2º a los Corintios 5:10 enseña:

  • Porque es necesario que todos nosotros comparezcamos ante el tribunal de Cristo, para que cada uno reciba según lo que haya hecho mientras estaba en el cuerpo, sea bueno o sea malo.

  "Es necesario"... ¿Por qué?... Porque como DIOS prometió recompensas y ÉL es JUSTO, cada uno recibirá según lo que hizo mientras estuvo en esta vida, sea bueno o sea malo.


   “Sea bueno o sea malo= JESÚS nos mandó a predicar el Evangelio a todos (incluyendo la enseñanza del mismo), y también a amonestar a los hermanos. Si lo hacemos es bueno y recibiremos recompensas por ser fieles y aparte nuestra vida estará libre, porque no somos responsables por si el pecador o el hermano no se arrepiente. Eso no quiere decir que debemos hablar como se nos antoja. Solo DIOS es el que nos da el arrepentimiento, solo ÉL convence de pecado.

  Si no obedecemos al mandato es malo y tendremos que rendir cuentas de esto y no tendremos excusas.


  A todos los creyentes se nos dice: “no descuides el deber cristiano”. Uno de los cuales es predicar tanto a creyentes como a inconversos o pecadores. A los creyentes para que se mantengan firmes y a los incrédulos para que se conviertan y sean salvos.


Los impíos o pecadores


  Si escuchan el mensaje pero no lo aceptan están perdidos por desechar al SEÑOR.

  Estos también van a un juicio donde serán separados eternamente de DIOS (muerte eterna).

  << Vos me desechaste, yo te desecho >>


En Apocalipsis 20:11-15 se nos dice:

  • Y vi un gran trono blanco y al que estaba sentado en él, de delante del cual huyeron la tierra y el cielo, y ningún lugar se encontró para ellos. 
  • Y vi a los muertos, grandes y pequeños, de pie ante Dios; y los libros fueron abiertos, y otro libro fue abierto, el cual es el libro de la vida; y fueron juzgados los muertos por las cosas que estaban escritas en los libros, según sus obras. 
  • Y el mar entregó los muertos que había en él; y la muerte y el Hades entregaron los muertos que había en ellos; y fueron juzgados cada uno según sus obras. 
  • Y la muerte y el Hades fueron lanzados al lago de fuego. Esta es la muerte segunda. 
  • Y el que no se halló inscrito en el libro de la vida fue lanzado al lago de fuego.

  En este juicio serán abiertos varios libros. Unos contienen las obras de cada uno de los que no creyeron y hay otro libro que es el “libro de la vida”.

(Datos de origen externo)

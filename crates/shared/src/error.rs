use thiserror::Error;

/// The kinds of remote operation the list controller performs.
#[derive(Debug, Clone, Copy, PartialEq, Eq, Hash)]
pub enum OperationKind {
    Load,
    Create,
    Update,
    Delete,
}

impl OperationKind {
    pub fn as_str(self) -> &'static str {
        match self {
            Self::Load => "load",
            Self::Create => "create",
            Self::Update => "update",
            Self::Delete => "delete",
        }
    }

    /// Short message shown to the user when this operation fails.
    pub fn failure_message(self) -> &'static str {
        match self {
            Self::Load => "Failed to load posts. Please try again.",
            Self::Create => "Failed to create post. Please try again.",
            Self::Update => "Failed to update post. Please try again.",
            Self::Delete => "Failed to delete post. Please try again.",
        }
    }
}

#[derive(Debug, Clone, Copy, PartialEq, Eq, Error)]
pub enum ValidationError {
    #[error("Title and body cannot be empty.")]
    EmptyField,
}
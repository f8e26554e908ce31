use std::{fs, path::Path, time::Duration};

use serde::Deserialize;
use tracing::warn;

pub const DEFAULT_CONFIG_FILE: &str = "posts.toml";

#[derive(Debug, Clone, PartialEq, Eq)]
pub struct ClientSettings {
    pub api_base_url: String,
    pub request_timeout_secs: u64,
    pub log_filter: String,
}

impl Default for ClientSettings {
    fn default() -> Self {
        Self {
            api_base_url: "https://jsonplaceholder.typicode.com".into(),
            request_timeout_secs: 30,
            log_filter: "info".into(),
        }
    }
}

impl ClientSettings {
    pub fn request_timeout(&self) -> Duration {
        Duration::from_secs(self.request_timeout_secs)
    }
}

#[derive(Debug, Default, Deserialize)]
struct FileSettings {
    api_base_url: Option<String>,
    request_timeout_secs: Option<u64>,
    log_filter: Option<String>,
}

/// Defaults, then the TOML file at `path` (or `posts.toml`), then environment.
pub fn load_settings(path: Option<&Path>) -> ClientSettings {
    let mut settings = ClientSettings::default();

    let path = path.unwrap_or_else(|| Path::new(DEFAULT_CONFIG_FILE));
    if let Ok(raw) = fs::read_to_string(path) {
        apply_file(&mut settings, &raw);
    }

    apply_env(&mut settings, |key| std::env::var(key).ok());
    settings
}

pub(crate) fn apply_file(settings: &mut ClientSettings, raw: &str) {
    let file_cfg = match toml::from_str::<FileSettings>(raw) {
        Ok(file_cfg) => file_cfg,
        Err(err) => {
            warn!(error = %err, "ignoring unparseable settings file");
            return;
        }
    };

    if let Some(v) = file_cfg.api_base_url {
        settings.api_base_url = v;
    }
    if let Some(v) = file_cfg.request_timeout_secs {
        settings.request_timeout_secs = v;
    }
    if let Some(v) = file_cfg.log_filter {
        settings.log_filter = v;
    }
}

pub(crate) fn apply_env(settings: &mut ClientSettings, lookup: impl Fn(&str) -> Option<String>) {
    if let Some(v) = lookup("POSTS_API_URL") {
        settings.api_base_url = v;
    }
    if let Some(v) = lookup("APP__API_BASE_URL") {
        settings.api_base_url = v;
    }

    if let Some(v) = lookup("APP__REQUEST_TIMEOUT_SECS") {
        if let Ok(parsed) = v.parse::<u64>() {
            settings.request_timeout_secs = parsed;
        }
    }

    if let Some(v) = lookup("APP__LOG_FILTER") {
        settings.log_filter = v;
    }
}

#[cfg(test)]
#[path = "tests/config_tests.rs"]
mod tests;
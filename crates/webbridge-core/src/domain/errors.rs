//! Errors - ブリッジのエラー型と分類
//!
//! 両方の書き込み操作は同じ `BridgeError` を返します。
//! スクリプト側へは `ErrorKind` + メッセージとして渡されます。

use serde::{Deserialize, Serialize};

/// ErrorKind はスクリプト境界に出すエラー分類
///
/// SCREAMING_SNAKE_CASE でシリアライズします（例: `DECODE_ERROR`）。
#[derive(Debug, Clone, Copy, PartialEq, Eq, Hash, Serialize, Deserialize)]
#[serde(rename_all = "SCREAMING_SNAKE_CASE")]
pub enum ErrorKind {
    InvalidPath,
    DecodeError,
    PayloadTooLarge,
    IoError,
    RegistrationError,
    InvalidCall,
}

/// BridgeError はブリッジ操作の失敗
#[derive(Debug, thiserror::Error)]
pub enum BridgeError {
    #[error("invalid path '{path}': {reason}")]
    InvalidPath { path: String, reason: &'static str },

    #[error("malformed base64 payload: {0}")]
    Decode(#[from] base64::DecodeError),

    #[error("payload of {size} bytes exceeds the limit of {limit} bytes")]
    PayloadTooLarge { size: usize, limit: usize },

    #[error("i/o failure on {target}: {source}")]
    Io {
        target: String,
        #[source]
        source: std::io::Error,
    },

    #[error("downloads collection rejected '{display_name}': {reason}")]
    Registration { display_name: String, reason: String },

    #[error("invalid bridge call: {0}")]
    InvalidCall(String),
}

impl BridgeError {
    pub fn kind(&self) -> ErrorKind {
        match self {
            BridgeError::InvalidPath { .. } => ErrorKind::InvalidPath,
            BridgeError::Decode(_) => ErrorKind::DecodeError,
            BridgeError::PayloadTooLarge { .. } => ErrorKind::PayloadTooLarge,
            BridgeError::Io { .. } => ErrorKind::IoError,
            BridgeError::Registration { .. } => ErrorKind::RegistrationError,
            BridgeError::InvalidCall(_) => ErrorKind::InvalidCall,
        }
    }

    /// ファイルパスを対象にした Io エラーを作成
    pub fn io(target: impl AsRef<std::path::Path>, source: std::io::Error) -> Self {
        BridgeError::Io {
            target: target.as_ref().display().to_string(),
            source,
        }
    }

    pub fn invalid_path(path: &str, reason: &'static str) -> Self {
        BridgeError::InvalidPath {
            path: path.to_string(),
            reason,
        }
    }
}
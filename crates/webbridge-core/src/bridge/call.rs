//! スクリプト境界の JSON 形式
//!
//! スクリプトはメソッド名と位置引数（文字列）で呼び出します。
//! 例: `{"method":"saveBase64File","args":["save/file1.rpgsave","SGVsbG8="]}`
//!
//! 1 回の呼び出しに対して `BridgeReply` を必ず 1 つ返します。

use serde::{Deserialize, Serialize};

use crate::domain::{BridgeError, BridgeMethod, ErrorKind, WriteReceipt, WriteRequest, WriteResult};

#[derive(Debug, Clone, PartialEq, Eq, Serialize, Deserialize)]
pub struct BridgeCall {
    pub method: String,
    #[serde(default)]
    pub args: Vec<String>,
}

impl BridgeCall {
    pub fn new(method: BridgeMethod, args: [&str; 2]) -> Self {
        Self {
            method: method.name().to_string(),
            args: args.iter().map(|arg| arg.to_string()).collect(),
        }
    }

    pub fn from_json(raw: &str) -> Result<Self, BridgeError> {
        serde_json::from_str(raw).map_err(|e| BridgeError::InvalidCall(format!("json decode: {e}")))
    }

    pub fn to_request(&self) -> Result<WriteRequest, BridgeError> {
        let method = BridgeMethod::from_name(&self.method)
            .ok_or_else(|| BridgeError::InvalidCall(format!("unknown method '{}'", self.method)))?;
        if self.args.len() != method.arity() {
            return Err(BridgeError::InvalidCall(format!(
                "{} expects {} arguments, got {}",
                method.name(),
                method.arity(),
                self.args.len()
            )));
        }

        let (first, second) = (self.args[0].clone(), self.args[1].clone());
        Ok(match method {
            BridgeMethod::SaveBase64File => WriteRequest::private_file(first, second),
            BridgeMethod::SaveToDownloads => WriteRequest::download_file(first, second),
        })
    }
}

#[derive(Debug, Clone, PartialEq, Eq, Serialize, Deserialize)]
pub struct ReplyError {
    pub kind: ErrorKind,
    pub message: String,
}

/// 成功: `{"ok":true,"location":...}`
/// 失敗: `{"ok":false,"error":{"kind":...,"message":...}}`
#[derive(Debug, Clone, PartialEq, Eq, Serialize, Deserialize)]
pub struct BridgeReply {
    pub ok: bool,
    #[serde(default, skip_serializing_if = "Option::is_none")]
    pub location: Option<String>,
    #[serde(default, skip_serializing_if = "Option::is_none")]
    pub error: Option<ReplyError>,
}

impl BridgeReply {
    pub fn success(receipt: &WriteReceipt) -> Self {
        Self {
            ok: true,
            location: Some(receipt.location()),
            error: None,
        }
    }

    pub fn failure(err: &BridgeError) -> Self {
        Self {
            ok: false,
            location: None,
            error: Some(ReplyError {
                kind: err.kind(),
                message: err.to_string(),
            }),
        }
    }

    pub fn to_json(&self) -> Result<String, serde_json::Error> {
        serde_json::to_string(self)
    }
}

impl From<&WriteResult> for BridgeReply {
    fn from(result: &WriteResult) -> Self {
        match result {
            Ok(receipt) => BridgeReply::success(receipt),
            Err(err) => BridgeReply::failure(err),
        }
    }
}
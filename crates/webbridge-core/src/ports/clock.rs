//! Clock port - 時刻の抽象化

use chrono::{DateTime, Utc};

/// Clock は現在時刻を提供
///
/// テストでは FixedClock に差し替えます。
pub trait Clock: Send + Sync {
    fn now(&self) -> DateTime<Utc>;
}

/// 本番用
#[derive(Debug, Clone, Copy, Default)]
pub struct SystemClock;

impl Clock for SystemClock {
    fn now(&self) -> DateTime<Utc> {
        Utc::now()
    }
}

/// テスト用: 常に同じ時刻を返す
#[derive(Debug, Clone, Copy)]
pub struct FixedClock {
    at: DateTime<Utc>,
}

impl FixedClock {
    pub fn new(at: DateTime<Utc>) -> Self {
        Self { at }
    }
}

impl Clock for FixedClock {
    fn now(&self) -> DateTime<Utc> {
        self.at
    }
}
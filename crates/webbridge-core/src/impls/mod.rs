//! Impls - ports の実装
//!
//! # 含まれる実装
//! - **FsPrivateStore**: ディレクトリを private root とする PrivateStore
//! - **FsDownloadCollection**: ディレクトリを共有ボリュームとする DownloadCollection
//! - **InMemoryDownloadCollection**: 開発用・テスト用

pub mod fs_downloads;
pub mod fs_private;
pub mod inmem_downloads;

pub use self::fs_downloads::{DEFAULT_COLLECTION, FsDownloadCollection};
pub use self::fs_private::FsPrivateStore;
pub use self::inmem_downloads::{InMemoryDownloadCollection, MemoryEntryWriter};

  El que no esté anotado en este último libro será echado al lago de fuego (lugar de desolación, de tristeza, de llanto, de vergüenza, de sufrimiento, de dolor y esto será eternamente).

  • Pero por tu dureza y por tu corazón no arrepentido, atesoras para ti mismo ira para el día de la ira y de la revelación del justo juicio de Dios, 
  • el cual pagará a cada uno conforme a sus obras: 
  • vida eterna a los que, perseverando en bien hacer, buscan gloria y honra e inmortalidad, 
  • pero ira y enojo a los que son contenciosos y no obedecen a la verdad, sino que obedecen a la injusticia; 
  • tribulación y angustia sobre todo ser humano que hace lo malo. Romanos 2:5-9a

  Tu eliges donde pasarás la eternidad.